[Opening EXERCISE DATA section]

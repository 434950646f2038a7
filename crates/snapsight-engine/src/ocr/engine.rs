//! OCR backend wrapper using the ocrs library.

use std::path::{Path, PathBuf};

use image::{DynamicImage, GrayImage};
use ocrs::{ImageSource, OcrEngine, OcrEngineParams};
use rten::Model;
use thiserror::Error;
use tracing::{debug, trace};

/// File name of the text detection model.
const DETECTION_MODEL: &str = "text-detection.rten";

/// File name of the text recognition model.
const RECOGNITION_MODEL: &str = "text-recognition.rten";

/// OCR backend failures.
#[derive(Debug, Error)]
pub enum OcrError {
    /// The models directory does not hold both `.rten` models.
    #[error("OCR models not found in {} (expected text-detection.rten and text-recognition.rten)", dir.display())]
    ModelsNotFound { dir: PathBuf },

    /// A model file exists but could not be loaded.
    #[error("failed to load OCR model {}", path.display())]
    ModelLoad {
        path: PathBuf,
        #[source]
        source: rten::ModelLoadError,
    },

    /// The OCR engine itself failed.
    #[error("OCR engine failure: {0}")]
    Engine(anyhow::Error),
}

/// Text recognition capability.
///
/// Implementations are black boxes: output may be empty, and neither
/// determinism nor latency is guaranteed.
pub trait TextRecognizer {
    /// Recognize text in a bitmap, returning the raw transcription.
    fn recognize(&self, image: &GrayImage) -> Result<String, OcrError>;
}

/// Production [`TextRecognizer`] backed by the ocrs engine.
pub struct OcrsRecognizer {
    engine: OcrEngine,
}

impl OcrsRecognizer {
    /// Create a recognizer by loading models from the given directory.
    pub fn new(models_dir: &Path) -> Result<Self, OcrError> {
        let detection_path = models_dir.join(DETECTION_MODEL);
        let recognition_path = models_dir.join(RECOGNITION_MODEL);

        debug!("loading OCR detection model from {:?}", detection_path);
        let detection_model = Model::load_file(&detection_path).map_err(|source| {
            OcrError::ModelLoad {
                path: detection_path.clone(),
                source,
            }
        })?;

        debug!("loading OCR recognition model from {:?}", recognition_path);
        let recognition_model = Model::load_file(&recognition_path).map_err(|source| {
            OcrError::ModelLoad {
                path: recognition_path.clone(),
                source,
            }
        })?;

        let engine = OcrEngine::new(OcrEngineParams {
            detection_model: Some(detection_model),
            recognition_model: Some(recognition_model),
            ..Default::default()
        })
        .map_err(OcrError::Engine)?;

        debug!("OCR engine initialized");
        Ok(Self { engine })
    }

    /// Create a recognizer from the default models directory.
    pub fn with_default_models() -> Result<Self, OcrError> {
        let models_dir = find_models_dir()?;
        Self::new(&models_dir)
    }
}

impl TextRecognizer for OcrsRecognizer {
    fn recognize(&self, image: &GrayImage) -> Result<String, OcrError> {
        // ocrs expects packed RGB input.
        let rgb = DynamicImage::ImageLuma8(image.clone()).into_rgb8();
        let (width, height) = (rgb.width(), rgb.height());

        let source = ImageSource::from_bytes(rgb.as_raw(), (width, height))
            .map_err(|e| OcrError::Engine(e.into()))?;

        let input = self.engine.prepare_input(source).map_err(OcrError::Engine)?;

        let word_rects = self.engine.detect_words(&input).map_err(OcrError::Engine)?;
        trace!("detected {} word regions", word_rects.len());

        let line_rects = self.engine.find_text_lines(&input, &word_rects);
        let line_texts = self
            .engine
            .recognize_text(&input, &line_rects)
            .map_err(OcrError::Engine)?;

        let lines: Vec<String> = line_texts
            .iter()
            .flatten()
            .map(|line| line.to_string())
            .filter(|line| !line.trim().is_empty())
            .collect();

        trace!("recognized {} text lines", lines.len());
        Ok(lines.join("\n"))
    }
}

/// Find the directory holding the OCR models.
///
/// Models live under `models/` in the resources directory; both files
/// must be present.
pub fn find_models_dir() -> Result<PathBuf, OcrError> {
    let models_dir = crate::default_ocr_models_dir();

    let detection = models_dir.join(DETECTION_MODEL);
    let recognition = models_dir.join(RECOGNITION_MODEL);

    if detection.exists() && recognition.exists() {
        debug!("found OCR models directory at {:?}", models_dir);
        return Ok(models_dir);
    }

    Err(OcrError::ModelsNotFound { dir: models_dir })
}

[Closing EXERCISE DATA section]

→ **WHAT THIS TASK INVOLVES**
Repeat all entries. Match them exactly.

→ **ANSWER TO THIS TASK**
repository 434950646f2038a7
filename crates/snapsight-engine/src/ocr/engine.rs
//! OCR backend wrapper using the ocrs library.

use std::path::{Path, PathBuf};

use image::{DynamicImage, GrayImage};
use ocrs::{ImageSource, OcrEngine, OcrEngineParams};
use rten::Model;
use thiserror::Error;
use tracing::{debug, trace};

/// File name of the text detection model.
const DETECTION_MODEL: &str = "text-detection.rten";

/// File name of the text recognition model.
const RECOGNITION_MODEL: &str = "text-recognition.rten";

/// OCR backend failures.
#[derive(Debug, Error)]
pub enum OcrError {
    /// The models directory does not hold both `.rten` models.
    #[error("OCR models not found in {} (expected text-detection.rten and text-recognition.rten)", dir.display())]
    ModelsNotFound { dir: PathBuf },

    /// A model file exists but could not be loaded.
    #[error("failed to load OCR model {}", path.display())]
    ModelLoad {
        path: PathBuf,
        #[source]
        source: rten::ModelLoadError,
    },

    /// The OCR engine itself failed.
    #[error("OCR engine failure: {0}")]
    Engine(anyhow::Error),
}

/// Text recognition capability.
///
/// Implementations are black boxes: output may be empty, and neither
/// determinism nor latency is guaranteed.
pub trait TextRecognizer {
    /// Recognize text in a bitmap, returning the raw transcription.
    fn recognize(&self, image: &GrayImage) -> Result<String, OcrError>;
}

/// Production [`TextRecognizer`] backed by the ocrs engine.
pub struct OcrsRecognizer {
    engine: OcrEngine,
}

impl OcrsRecognizer {
    /// Create a recognizer by loading models from the given directory.
    pub fn new(models_dir: &Path) -> Result<Self, OcrError> {
        let detection_path = models_dir.join(DETECTION_MODEL);
        let recognition_path = models_dir.join(RECOGNITION_MODEL);

        debug!("loading OCR detection model from {:?}", detection_path);
        let detection_model = Model::load_file(&detection_path).map_err(|source| {
            OcrError::ModelLoad {
                path: detection_path.clone(),
                source,
            }
        })?;

        debug!("loading OCR recognition model from {:?}", recognition_path);
        let recognition_model = Model::load_file(&recognition_path).map_err(|source| {
            OcrError::ModelLoad {
                path: recognition_path.clone(),
                source,
            }
        })?;

        let engine = OcrEngine::new(OcrEngineParams {
            detection_model: Some(detection_model),
            recognition_model: Some(recognition_model),
            ..Default::default()
        })
        .map_err(OcrError::Engine)?;

        debug!("OCR engine initialized");
        Ok(Self { engine })
    }

    /// Create a recognizer from the default models directory.
    pub fn with_default_models() -> Result<Self, OcrError> {
        let models_dir = find_models_dir()?;
        Self::new(&models_dir)
    }
}

impl TextRecognizer for OcrsRecognizer {
    fn recognize(&self, image: &GrayImage) -> Result<String, OcrError> {
        // ocrs expects packed RGB input.
        let rgb = DynamicImage::ImageLuma8(image.clone()).into_rgb8();
        let (width, height) = (rgb.width(), rgb.height());

        let source = ImageSource::from_bytes(rgb.as_raw(), (width, height))
            .map_err(|e| OcrError::Engine(e.into()))?;

        let input = self.engine.prepare_input(source).map_err(OcrError::Engine)?;

        let word_rects = self.engine.detect_words(&input).map_err(OcrError::Engine)?;
        trace!("detected {} word regions", word_rects.len());

        let line_rects = self.engine.find_text_lines(&input, &word_rects);
        let line_texts = self
            .engine
            .recognize_text(&input, &line_rects)
            .map_err(OcrError::Engine)?;

        let lines: Vec<String> = line_texts
            .iter()
            .flatten()
            .map(|line| line.to_string())
            .filter(|line| !line.trim().is_empty())
            .collect();

        trace!("recognized {} text lines", lines.len());
        Ok(lines.join("\n"))
    }
}

/// Find the directory holding the OCR models.
///
/// Models live under `models/` in the resources directory; both files
/// must be present.
pub fn find_models_dir() -> Result<PathBuf, OcrError> {
    let models_dir = crate::default_ocr_models_dir();

    let detection = models_dir.join(DETECTION_MODEL);
    let recognition = models_dir.join(RECOGNITION_MODEL);

    if detection.exists() && recognition.exists() {
        debug!("found OCR models directory at {:?}", models_dir);
        return Ok(models_dir);
    }

    Err(OcrError::ModelsNotFound { dir: models_dir })
}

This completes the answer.